Hi there, Thanks for your conscientious reply to my last email (Matan Ariel 3), you're certainly entitled to an equally conscientious response. All I can offer is an acknowledgement that your legitimate points have gone unaddressed and a promise that as soon day-to-day-life should give me the time to adequately respond, I will do so. I assume you hold down a full-time job on top of maintaining this website, how you do that is utterly beyond me. I'm writing now only to mention that I notice you've recently alluded several times to your own "deconstruction" of various statements, opinions, etc. I assume you also know that Jacques Derrida, the originator of that mode of analysis and often referred to as the "father of deconstructionism," is himself an Algerian Jew who has often cited his ethnic identity as a causative factor in his development of deconstructionism.

I am aware that Derrida is Jewish. As are many others in his realm of French philosophy. That he has asserted strongly his Jewish identity as a "causative factor" in his world view was unknown to me. But I am not surprised. That's pretty common, no? Freud did it too.

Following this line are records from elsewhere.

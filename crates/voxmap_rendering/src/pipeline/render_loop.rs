//! # Render Loop
//!
//! Startup is the only async part of the minimap:
//!
//! 1. poll the host until its block registry exists
//! 2. build the color table (every texture load joined)
//! 3. hand out a `RenderLoop` that ticks synchronously once per frame
//!
//! After `start` returns nothing suspends except the optional frame pacing
//! in [`RenderLoop::wait_next_frame`].

use std::time::{Duration, Instant};

use tokio::time::{Interval, MissedTickBehavior};
use voxmap_shared::{BlockRegistry, WorldAccessor};

use super::compositor::{Compositor, FrameOutcome};
use super::stats::{FrameStats, FrameStatsAccumulator};
use crate::config::MinimapConfig;
use crate::palette::{AssetResolver, ColorTable, ColorTableBuilder, ColorTableReport, ImageSource};
use crate::surface::RenderSurface;

/// Polls `world` every `poll` until its block registry exists.
///
/// There is no timeout; a host that never finishes loading keeps this
/// pending forever.
pub async fn wait_for_registry<W>(world: &W, poll: Duration) -> &BlockRegistry
where
    W: WorldAccessor + ?Sized,
{
    let mut polls = 0u64;
    loop {
        if let Some(registry) = world.block_registry() {
            tracing::info!("block registry ready after {polls} polls ({} blocks)", registry.len());
            return registry;
        }
        polls += 1;
        tracing::debug!("block registry not ready, poll {polls}");
        tokio::time::sleep(poll).await;
    }
}

/// Frame driver owning the compositor and the surface.
pub struct RenderLoop<S> {
    compositor: Compositor,
    surface: S,
    stats: FrameStatsAccumulator,
    table_report: ColorTableReport,
    frame_budget: Duration,
    frame: u64,
    pacing: Option<Interval>,
}

impl<S: RenderSurface> RenderLoop<S> {
    /// Waits for the host, builds the color table and returns a ready loop.
    pub async fn start<W, R, I>(
        config: &MinimapConfig,
        world: &W,
        builder: &ColorTableBuilder<R, I>,
        surface: S,
    ) -> Self
    where
        W: WorldAccessor + ?Sized,
        R: AssetResolver,
        I: ImageSource,
    {
        let registry = wait_for_registry(world, config.timing.registry_poll()).await;
        let (table, report) = builder.build(registry).await;
        let mut this = Self::with_table(config, table, surface);
        this.table_report = report;
        this
    }

    /// Creates a loop around an already built color table.
    #[must_use]
    pub fn with_table(config: &MinimapConfig, table: ColorTable, surface: S) -> Self {
        let frame_budget = config.timing.frame_budget();
        Self {
            compositor: Compositor::new(config, table),
            surface,
            stats: FrameStatsAccumulator::new(frame_budget),
            table_report: ColorTableReport::default(),
            frame_budget,
            frame: 0,
            pacing: None,
        }
    }

    /// Renders one frame now.
    pub fn tick<W>(&mut self, world: &W) -> FrameOutcome
    where
        W: WorldAccessor + ?Sized,
    {
        self.tick_at(world, Instant::now())
    }

    /// Renders one frame with `now` as the retry clock.
    pub fn tick_at<W>(&mut self, world: &W, now: Instant) -> FrameOutcome
    where
        W: WorldAccessor + ?Sized,
    {
        let start = Instant::now();
        let outcome = self.compositor.render_frame(world, &mut self.surface, now);
        let total = start.elapsed();

        let mut stats = FrameStats {
            frame: self.frame,
            total_us: total.as_micros() as u64,
            ..FrameStats::default()
        };
        match &outcome {
            FrameOutcome::Drawn(report) => {
                stats.load_us = report.load_time.as_micros() as u64;
                stats.draw_us = report.draw_time.as_micros() as u64;
                stats.chunks_built = report.load.built as u32;
                stats.chunks_empty = report.load.empty as u32;
                stats.tiles_drawn = report.tiles_drawn;
            }
            FrameOutcome::Skipped(reason) => {
                tracing::trace!("frame {} skipped: {reason:?}", self.frame);
                stats.skipped = true;
            }
        }

        if self.stats.is_over_budget(&stats) {
            tracing::warn!(
                "minimap frame {} exceeded budget: {:.2}ms (target: {:.2}ms)",
                self.frame,
                total.as_secs_f64() * 1000.0,
                self.frame_budget.as_secs_f64() * 1000.0
            );
        }

        self.stats.record(stats);
        self.frame += 1;
        outcome
    }

    /// Waits for the next frame slot at the target frame rate.
    ///
    /// Missed slots are skipped rather than replayed.
    pub async fn wait_next_frame(&mut self) {
        let budget = self.frame_budget;
        let pacing = self.pacing.get_or_insert_with(|| {
            let mut interval = tokio::time::interval(budget);
            interval.set_missed_tick_behavior(MissedTickBehavior::Skip);
            interval
        });
        pacing.tick().await;
    }

    /// Frames rendered so far.
    #[must_use]
    pub const fn frame_count(&self) -> u64 {
        self.frame
    }

    /// Accumulated frame statistics.
    #[must_use]
    pub const fn stats(&self) -> &FrameStatsAccumulator {
        &self.stats
    }

    /// Outcome of the color table build.
    #[must_use]
    pub const fn table_report(&self) -> ColorTableReport {
        self.table_report
    }

    /// The compositor.
    #[must_use]
    pub const fn compositor(&self) -> &Compositor {
        &self.compositor
    }

    /// The surface.
    #[must_use]
    pub const fn surface(&self) -> &S {
        &self.surface
    }

    /// Consumes the loop, returning the surface.
    #[must_use]
    pub fn into_surface(self) -> S {
        self.surface
    }
}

Moreover, deconstructionism has been relentlessly criticized by many (The Kevin MacDonald crowd, etc.) as a "Jewishly motivated" technique for undermining healthy and confident white, Western civilization. In this line of thought Derrida is considered to be something like the Sigmund Freud of this generation, and deconstructionism as just as dangerous and intellectually vacuous as psychoanalysis. So do you not find it in any way uncomfortable to claim this "Jewishly-motivated," "anti-White" and "pilpul-ish" method of critical analysis as part of your own method of making sense of the world?

I do not use the term "deconstruct" with literal reference to Derrida's world view, let alone Derrida. I use the term simply in the sense that one "deconstructs" in the same way one might take apart a house to study its behind-the-walls construction. What type nails are used? What is the insulation? Is the infrastructure sturdy? Is the whole thing solid? Or is it all -- or most of it -- illusory? Did the builders create the thing in an afternoon and then skip town? If one "constructs" something, one can just as well "deconstruct it," don't you think? Irregardless of Jewry's stake on a word?

At the very least, however you'd care to define "deconstruct," it's quite the time to turn all the telescopes and microscopes on the Jewish community itself, towards seeing frankly what it is. And does.

This is in no way a rhetorical question, I know you consider such issues and I'm interested in your take on it. It also relates to broader issues of how people who are educated in "the academy" but resist Jewish academic contributions can apply their knowledge without feeling (or being) compromised by those "Jewish elements" in their education. Thanks again, and I hope we'll talk more in the future. Shalom, Matan

Jewish influence is everywhere throughout Western culture, starting -- at the very least -- in the Christian realm of Jesus. Jewish influence is evidenced throughout modern culture -- from TV to literature, from the art world to current U.S. foreign policy.

I don't think a critical "deconstruction" of fraud, hypocrisy, power elites, and the like is the sole provenance of being Jewish. Far from it. Anyone can think. Anyone can criticize. Nor does the process of "deconstruction" need to follow whatever channel you, or someone else, dictates. With all due respect, there seems to be an implicit arrogance in suggesting that if anyone embarks upon genuine critical thinking (in this case, using the "deconstruct" term), it is implicitly Jewish. In other words, to challenge an established order (in this case, the "Jewish" version ) is sacred Jewish terrain to you?